Stored items:
┌──

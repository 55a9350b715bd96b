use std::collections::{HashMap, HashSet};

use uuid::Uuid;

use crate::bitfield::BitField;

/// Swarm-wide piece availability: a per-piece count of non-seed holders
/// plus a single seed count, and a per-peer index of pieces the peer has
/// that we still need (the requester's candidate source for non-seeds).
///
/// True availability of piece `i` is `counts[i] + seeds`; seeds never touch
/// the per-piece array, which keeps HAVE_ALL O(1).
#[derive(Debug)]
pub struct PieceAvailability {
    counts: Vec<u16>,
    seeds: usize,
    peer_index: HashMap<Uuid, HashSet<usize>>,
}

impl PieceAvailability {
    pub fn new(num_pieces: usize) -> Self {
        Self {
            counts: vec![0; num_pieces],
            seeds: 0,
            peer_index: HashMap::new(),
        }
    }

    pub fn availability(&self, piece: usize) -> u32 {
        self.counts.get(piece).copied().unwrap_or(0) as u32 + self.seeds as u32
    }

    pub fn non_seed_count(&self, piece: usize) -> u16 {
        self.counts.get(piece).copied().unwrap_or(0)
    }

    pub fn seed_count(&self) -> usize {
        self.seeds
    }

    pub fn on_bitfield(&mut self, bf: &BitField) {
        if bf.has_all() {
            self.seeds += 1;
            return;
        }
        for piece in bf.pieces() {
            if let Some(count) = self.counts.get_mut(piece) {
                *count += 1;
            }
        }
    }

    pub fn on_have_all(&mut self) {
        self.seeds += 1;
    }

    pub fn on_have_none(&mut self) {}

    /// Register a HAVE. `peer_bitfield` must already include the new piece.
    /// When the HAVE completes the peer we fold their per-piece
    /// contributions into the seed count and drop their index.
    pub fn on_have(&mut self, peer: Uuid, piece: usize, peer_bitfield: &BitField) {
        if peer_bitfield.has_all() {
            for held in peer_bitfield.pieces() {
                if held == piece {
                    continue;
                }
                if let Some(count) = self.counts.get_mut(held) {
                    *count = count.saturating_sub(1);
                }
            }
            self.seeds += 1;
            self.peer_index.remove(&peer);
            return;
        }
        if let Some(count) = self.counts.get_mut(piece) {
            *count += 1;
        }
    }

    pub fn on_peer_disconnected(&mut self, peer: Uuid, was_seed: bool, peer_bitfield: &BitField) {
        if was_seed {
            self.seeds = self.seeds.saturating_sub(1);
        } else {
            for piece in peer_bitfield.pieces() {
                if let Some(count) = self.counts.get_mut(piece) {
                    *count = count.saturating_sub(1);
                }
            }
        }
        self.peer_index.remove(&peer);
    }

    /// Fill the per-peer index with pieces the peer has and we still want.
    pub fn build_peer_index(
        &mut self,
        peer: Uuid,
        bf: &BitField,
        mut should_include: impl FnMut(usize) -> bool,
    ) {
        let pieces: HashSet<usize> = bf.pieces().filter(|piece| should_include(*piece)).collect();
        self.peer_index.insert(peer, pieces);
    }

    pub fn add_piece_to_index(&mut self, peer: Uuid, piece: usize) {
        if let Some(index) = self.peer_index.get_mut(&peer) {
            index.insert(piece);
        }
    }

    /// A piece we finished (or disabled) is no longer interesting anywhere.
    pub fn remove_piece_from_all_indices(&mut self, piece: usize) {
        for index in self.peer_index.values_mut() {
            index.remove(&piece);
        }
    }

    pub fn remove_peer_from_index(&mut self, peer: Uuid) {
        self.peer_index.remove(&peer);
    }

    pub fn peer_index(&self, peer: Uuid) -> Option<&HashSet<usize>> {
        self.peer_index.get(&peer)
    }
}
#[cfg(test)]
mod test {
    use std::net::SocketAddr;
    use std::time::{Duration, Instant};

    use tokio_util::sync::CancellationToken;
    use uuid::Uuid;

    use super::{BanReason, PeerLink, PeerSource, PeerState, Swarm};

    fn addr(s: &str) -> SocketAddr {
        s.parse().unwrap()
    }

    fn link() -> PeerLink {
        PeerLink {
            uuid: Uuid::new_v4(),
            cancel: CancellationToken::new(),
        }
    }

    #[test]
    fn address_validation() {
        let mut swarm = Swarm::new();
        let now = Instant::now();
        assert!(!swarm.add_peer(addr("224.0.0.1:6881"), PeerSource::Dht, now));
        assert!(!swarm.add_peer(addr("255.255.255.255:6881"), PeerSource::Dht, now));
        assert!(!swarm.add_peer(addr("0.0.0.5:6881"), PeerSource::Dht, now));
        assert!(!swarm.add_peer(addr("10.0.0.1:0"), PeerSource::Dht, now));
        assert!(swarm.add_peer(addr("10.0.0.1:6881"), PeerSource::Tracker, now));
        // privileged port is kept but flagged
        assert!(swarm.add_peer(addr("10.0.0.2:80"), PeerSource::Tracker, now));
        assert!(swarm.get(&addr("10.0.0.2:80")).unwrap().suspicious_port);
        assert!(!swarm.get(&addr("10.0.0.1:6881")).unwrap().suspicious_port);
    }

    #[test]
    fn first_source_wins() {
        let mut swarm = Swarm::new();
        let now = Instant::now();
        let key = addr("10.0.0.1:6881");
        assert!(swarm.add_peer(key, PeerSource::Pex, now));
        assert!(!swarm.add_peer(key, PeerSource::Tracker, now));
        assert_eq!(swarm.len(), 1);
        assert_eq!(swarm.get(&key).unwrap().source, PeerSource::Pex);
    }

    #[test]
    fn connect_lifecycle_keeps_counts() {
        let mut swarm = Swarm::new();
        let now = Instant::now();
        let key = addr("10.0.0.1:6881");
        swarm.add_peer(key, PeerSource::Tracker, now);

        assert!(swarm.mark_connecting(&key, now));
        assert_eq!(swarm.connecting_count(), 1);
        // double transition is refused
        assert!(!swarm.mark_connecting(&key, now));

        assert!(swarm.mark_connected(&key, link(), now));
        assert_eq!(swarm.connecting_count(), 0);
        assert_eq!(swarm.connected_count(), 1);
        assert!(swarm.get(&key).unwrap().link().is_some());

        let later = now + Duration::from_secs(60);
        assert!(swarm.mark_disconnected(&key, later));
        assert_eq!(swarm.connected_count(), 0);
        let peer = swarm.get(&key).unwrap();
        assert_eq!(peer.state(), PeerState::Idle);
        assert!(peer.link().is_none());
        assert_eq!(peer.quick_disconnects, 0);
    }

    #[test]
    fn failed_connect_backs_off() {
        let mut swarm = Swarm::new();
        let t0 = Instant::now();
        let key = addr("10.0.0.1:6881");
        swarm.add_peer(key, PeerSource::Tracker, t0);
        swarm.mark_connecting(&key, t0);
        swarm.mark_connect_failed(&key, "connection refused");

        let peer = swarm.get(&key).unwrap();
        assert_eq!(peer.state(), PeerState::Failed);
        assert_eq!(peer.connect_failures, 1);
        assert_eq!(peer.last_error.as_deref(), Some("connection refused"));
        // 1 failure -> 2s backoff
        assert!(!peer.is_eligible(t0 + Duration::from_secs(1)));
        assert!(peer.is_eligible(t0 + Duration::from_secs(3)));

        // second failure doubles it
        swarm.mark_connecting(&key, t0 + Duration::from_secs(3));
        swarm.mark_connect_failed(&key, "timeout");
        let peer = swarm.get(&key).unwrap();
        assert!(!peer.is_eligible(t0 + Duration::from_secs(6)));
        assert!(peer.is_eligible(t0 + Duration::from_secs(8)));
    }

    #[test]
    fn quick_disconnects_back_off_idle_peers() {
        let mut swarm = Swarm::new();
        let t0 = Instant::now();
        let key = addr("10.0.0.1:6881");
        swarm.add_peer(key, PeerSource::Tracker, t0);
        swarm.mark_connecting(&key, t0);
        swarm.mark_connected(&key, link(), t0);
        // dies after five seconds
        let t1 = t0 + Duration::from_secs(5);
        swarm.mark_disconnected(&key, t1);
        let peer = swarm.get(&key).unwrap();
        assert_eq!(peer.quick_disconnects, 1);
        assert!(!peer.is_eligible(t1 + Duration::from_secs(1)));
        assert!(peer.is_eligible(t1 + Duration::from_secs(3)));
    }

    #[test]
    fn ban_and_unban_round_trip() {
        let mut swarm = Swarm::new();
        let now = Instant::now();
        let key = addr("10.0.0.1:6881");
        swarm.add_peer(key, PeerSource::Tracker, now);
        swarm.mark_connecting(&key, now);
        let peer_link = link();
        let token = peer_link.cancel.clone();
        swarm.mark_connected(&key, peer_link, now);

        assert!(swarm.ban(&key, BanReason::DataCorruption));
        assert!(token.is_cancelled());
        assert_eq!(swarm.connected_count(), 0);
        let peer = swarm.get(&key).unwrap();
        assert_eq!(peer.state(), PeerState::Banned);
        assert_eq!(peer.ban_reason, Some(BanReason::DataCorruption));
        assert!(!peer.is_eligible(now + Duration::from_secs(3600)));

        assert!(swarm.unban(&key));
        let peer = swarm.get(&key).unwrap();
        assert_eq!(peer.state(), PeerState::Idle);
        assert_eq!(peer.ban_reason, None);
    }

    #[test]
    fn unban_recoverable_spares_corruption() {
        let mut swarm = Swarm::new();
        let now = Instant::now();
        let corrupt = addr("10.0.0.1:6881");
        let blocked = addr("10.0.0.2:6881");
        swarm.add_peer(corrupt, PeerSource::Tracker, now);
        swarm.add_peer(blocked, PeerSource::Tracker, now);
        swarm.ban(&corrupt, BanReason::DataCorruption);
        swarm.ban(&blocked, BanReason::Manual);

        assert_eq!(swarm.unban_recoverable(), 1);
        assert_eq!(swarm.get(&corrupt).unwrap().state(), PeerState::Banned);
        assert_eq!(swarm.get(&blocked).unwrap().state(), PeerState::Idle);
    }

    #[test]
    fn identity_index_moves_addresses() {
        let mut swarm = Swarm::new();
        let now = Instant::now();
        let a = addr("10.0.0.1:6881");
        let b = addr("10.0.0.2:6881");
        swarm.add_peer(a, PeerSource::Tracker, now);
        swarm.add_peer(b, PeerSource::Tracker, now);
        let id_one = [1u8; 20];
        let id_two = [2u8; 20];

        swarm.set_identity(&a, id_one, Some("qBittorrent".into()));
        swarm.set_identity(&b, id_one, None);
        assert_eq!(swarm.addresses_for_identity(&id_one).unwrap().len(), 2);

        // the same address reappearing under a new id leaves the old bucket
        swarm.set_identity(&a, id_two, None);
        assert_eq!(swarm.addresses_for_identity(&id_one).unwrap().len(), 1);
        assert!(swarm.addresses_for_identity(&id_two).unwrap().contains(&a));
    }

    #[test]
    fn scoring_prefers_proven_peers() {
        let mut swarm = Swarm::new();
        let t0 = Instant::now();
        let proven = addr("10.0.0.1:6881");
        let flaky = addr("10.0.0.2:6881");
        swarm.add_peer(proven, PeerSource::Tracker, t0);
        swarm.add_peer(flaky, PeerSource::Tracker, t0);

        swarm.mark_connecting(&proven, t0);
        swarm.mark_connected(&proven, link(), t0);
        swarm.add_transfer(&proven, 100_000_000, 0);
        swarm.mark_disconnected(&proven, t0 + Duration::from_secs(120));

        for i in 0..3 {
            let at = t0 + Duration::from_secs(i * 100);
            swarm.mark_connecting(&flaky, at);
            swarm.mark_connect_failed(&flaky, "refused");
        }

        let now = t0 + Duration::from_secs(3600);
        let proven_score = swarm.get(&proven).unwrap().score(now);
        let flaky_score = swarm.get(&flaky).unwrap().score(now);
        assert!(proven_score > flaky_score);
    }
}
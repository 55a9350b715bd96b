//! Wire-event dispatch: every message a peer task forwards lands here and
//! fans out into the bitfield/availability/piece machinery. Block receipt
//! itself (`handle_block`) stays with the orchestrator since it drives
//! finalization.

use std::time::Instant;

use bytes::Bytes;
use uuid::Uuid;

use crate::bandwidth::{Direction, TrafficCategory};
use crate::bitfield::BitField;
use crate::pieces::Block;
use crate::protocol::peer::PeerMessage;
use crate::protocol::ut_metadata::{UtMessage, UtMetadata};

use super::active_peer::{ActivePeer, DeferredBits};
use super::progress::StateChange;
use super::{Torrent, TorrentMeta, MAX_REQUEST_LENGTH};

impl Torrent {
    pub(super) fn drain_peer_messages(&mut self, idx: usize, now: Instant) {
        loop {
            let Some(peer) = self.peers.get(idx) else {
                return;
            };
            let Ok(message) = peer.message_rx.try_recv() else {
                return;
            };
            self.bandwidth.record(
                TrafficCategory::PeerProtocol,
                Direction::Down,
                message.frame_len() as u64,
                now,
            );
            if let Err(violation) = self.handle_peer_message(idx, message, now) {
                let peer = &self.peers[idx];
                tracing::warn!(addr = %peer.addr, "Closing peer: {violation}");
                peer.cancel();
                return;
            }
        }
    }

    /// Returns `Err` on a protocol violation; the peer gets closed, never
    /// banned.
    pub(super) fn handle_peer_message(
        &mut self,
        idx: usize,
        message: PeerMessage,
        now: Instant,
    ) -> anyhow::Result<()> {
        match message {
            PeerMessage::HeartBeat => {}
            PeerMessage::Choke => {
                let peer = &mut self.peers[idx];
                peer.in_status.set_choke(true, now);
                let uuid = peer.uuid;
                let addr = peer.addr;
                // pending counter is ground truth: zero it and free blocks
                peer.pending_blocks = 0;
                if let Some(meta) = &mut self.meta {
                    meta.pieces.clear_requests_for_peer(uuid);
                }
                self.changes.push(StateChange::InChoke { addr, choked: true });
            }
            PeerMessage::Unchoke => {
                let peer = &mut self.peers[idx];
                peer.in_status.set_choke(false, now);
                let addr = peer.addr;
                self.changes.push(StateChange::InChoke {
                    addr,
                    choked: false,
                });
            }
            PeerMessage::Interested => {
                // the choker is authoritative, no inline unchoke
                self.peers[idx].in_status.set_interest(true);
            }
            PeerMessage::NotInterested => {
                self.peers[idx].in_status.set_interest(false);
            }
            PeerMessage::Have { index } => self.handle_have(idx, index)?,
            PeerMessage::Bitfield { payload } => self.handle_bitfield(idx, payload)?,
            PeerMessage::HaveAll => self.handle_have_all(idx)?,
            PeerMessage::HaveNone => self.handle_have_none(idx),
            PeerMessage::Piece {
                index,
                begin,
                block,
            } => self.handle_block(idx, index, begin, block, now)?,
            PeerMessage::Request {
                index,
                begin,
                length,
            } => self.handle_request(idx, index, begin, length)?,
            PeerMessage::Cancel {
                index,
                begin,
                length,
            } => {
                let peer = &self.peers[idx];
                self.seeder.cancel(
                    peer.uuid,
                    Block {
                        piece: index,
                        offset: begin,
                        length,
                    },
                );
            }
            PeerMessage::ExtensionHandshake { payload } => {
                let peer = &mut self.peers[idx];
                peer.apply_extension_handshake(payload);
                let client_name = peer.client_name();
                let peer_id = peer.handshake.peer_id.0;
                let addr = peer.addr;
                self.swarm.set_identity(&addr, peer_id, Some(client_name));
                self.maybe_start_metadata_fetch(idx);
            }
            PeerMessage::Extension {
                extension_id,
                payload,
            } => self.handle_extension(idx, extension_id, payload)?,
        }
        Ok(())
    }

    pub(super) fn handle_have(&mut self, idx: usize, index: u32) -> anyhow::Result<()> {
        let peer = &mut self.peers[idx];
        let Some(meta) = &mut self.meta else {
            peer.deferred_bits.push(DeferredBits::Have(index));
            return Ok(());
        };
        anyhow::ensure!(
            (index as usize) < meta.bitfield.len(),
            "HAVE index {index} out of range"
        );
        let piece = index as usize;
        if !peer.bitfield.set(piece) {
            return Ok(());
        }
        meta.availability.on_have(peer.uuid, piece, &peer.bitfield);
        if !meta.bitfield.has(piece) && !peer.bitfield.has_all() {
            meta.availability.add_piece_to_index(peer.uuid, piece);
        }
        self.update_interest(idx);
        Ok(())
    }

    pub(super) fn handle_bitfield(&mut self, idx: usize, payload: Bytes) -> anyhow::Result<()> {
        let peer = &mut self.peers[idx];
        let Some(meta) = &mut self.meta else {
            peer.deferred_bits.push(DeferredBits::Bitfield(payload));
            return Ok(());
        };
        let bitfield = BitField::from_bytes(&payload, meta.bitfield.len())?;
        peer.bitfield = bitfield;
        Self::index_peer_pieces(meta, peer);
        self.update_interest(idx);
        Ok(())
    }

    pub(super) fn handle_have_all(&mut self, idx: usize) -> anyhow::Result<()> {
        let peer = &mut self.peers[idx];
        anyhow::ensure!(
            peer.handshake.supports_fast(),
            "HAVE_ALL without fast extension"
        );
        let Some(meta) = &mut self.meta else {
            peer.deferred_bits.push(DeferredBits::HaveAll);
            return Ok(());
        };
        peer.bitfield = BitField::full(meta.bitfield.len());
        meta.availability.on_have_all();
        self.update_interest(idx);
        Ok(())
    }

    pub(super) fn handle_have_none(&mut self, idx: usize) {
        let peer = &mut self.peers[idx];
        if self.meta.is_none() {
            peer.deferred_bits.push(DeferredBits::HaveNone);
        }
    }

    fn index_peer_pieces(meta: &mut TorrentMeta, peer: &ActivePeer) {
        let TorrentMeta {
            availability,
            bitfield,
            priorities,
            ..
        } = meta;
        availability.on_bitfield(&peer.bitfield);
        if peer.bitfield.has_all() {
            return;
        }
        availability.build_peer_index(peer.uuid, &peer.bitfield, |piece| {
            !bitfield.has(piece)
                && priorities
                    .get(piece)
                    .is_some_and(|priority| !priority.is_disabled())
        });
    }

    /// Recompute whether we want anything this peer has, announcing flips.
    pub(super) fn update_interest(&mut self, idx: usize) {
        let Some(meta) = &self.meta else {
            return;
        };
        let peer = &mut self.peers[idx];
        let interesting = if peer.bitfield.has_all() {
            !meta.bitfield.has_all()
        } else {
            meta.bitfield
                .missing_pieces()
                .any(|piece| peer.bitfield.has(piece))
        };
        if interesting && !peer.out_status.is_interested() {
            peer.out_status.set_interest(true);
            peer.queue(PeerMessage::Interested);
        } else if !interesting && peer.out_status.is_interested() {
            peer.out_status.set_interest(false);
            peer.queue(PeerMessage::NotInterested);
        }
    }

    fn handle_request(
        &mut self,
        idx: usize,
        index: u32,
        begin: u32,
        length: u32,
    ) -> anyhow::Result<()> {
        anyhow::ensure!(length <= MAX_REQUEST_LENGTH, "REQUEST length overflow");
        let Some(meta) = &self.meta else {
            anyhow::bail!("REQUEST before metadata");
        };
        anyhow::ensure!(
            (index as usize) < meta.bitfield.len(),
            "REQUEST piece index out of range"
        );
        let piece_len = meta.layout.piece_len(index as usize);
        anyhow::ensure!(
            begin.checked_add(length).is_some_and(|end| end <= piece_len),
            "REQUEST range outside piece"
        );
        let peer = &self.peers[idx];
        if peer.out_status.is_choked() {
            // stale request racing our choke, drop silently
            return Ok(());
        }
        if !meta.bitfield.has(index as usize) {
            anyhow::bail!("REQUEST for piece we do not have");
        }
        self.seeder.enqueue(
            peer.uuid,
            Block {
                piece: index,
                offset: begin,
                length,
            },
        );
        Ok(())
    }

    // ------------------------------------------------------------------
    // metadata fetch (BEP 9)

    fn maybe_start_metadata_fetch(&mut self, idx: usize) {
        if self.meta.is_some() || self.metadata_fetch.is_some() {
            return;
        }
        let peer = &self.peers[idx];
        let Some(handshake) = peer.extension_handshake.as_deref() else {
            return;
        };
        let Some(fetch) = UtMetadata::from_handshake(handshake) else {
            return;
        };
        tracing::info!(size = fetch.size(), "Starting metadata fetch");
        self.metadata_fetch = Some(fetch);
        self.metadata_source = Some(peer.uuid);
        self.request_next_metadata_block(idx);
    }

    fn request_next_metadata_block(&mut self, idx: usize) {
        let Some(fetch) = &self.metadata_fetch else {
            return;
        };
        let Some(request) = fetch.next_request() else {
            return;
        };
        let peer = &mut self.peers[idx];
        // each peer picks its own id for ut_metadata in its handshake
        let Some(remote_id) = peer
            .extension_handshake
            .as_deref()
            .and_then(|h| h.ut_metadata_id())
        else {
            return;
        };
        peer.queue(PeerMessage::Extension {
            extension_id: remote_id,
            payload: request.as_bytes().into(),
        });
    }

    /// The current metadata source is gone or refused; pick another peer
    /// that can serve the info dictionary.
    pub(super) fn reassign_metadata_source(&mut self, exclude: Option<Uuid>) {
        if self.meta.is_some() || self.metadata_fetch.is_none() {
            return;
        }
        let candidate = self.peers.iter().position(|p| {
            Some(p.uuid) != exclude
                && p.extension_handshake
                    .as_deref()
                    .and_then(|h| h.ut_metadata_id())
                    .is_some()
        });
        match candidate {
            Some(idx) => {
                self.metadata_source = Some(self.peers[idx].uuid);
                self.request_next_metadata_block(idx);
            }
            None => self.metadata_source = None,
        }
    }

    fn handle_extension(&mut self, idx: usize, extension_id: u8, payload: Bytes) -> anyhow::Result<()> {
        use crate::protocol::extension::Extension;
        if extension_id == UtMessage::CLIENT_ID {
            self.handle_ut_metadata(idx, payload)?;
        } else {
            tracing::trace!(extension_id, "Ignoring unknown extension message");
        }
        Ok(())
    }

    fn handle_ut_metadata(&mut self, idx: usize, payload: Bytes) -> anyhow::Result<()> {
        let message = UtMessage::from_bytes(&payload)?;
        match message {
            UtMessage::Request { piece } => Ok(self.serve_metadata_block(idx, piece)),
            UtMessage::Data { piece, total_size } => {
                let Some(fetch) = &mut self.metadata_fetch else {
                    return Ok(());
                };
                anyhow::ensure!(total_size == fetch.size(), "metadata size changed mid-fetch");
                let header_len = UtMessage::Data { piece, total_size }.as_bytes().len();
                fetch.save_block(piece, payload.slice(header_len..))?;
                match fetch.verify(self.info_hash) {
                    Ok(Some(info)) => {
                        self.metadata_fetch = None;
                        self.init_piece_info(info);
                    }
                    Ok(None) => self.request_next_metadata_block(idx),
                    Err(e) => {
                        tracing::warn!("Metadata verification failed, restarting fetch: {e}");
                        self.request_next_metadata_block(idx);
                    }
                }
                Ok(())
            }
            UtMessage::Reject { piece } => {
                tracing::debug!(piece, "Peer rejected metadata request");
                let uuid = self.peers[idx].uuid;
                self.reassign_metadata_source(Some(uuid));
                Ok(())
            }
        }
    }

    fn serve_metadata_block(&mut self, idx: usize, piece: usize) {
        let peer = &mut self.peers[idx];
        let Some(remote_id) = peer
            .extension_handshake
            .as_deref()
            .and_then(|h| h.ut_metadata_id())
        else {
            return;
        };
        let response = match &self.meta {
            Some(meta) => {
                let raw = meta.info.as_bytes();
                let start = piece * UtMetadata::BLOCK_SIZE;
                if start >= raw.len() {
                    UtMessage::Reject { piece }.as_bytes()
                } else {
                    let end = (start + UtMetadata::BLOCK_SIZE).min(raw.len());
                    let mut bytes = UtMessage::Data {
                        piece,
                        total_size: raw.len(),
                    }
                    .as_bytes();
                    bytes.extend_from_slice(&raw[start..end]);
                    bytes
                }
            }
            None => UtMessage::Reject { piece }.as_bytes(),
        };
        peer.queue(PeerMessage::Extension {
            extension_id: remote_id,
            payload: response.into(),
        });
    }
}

└──

Search the data for "bool". Copy each line that has it.

## Response
    pub fn on_peer_disconnected(&mut self, peer: Uuid, was_seed: bool, peer_bitfield: &BitField) {
        mut should_include: impl FnMut(usize) -> bool,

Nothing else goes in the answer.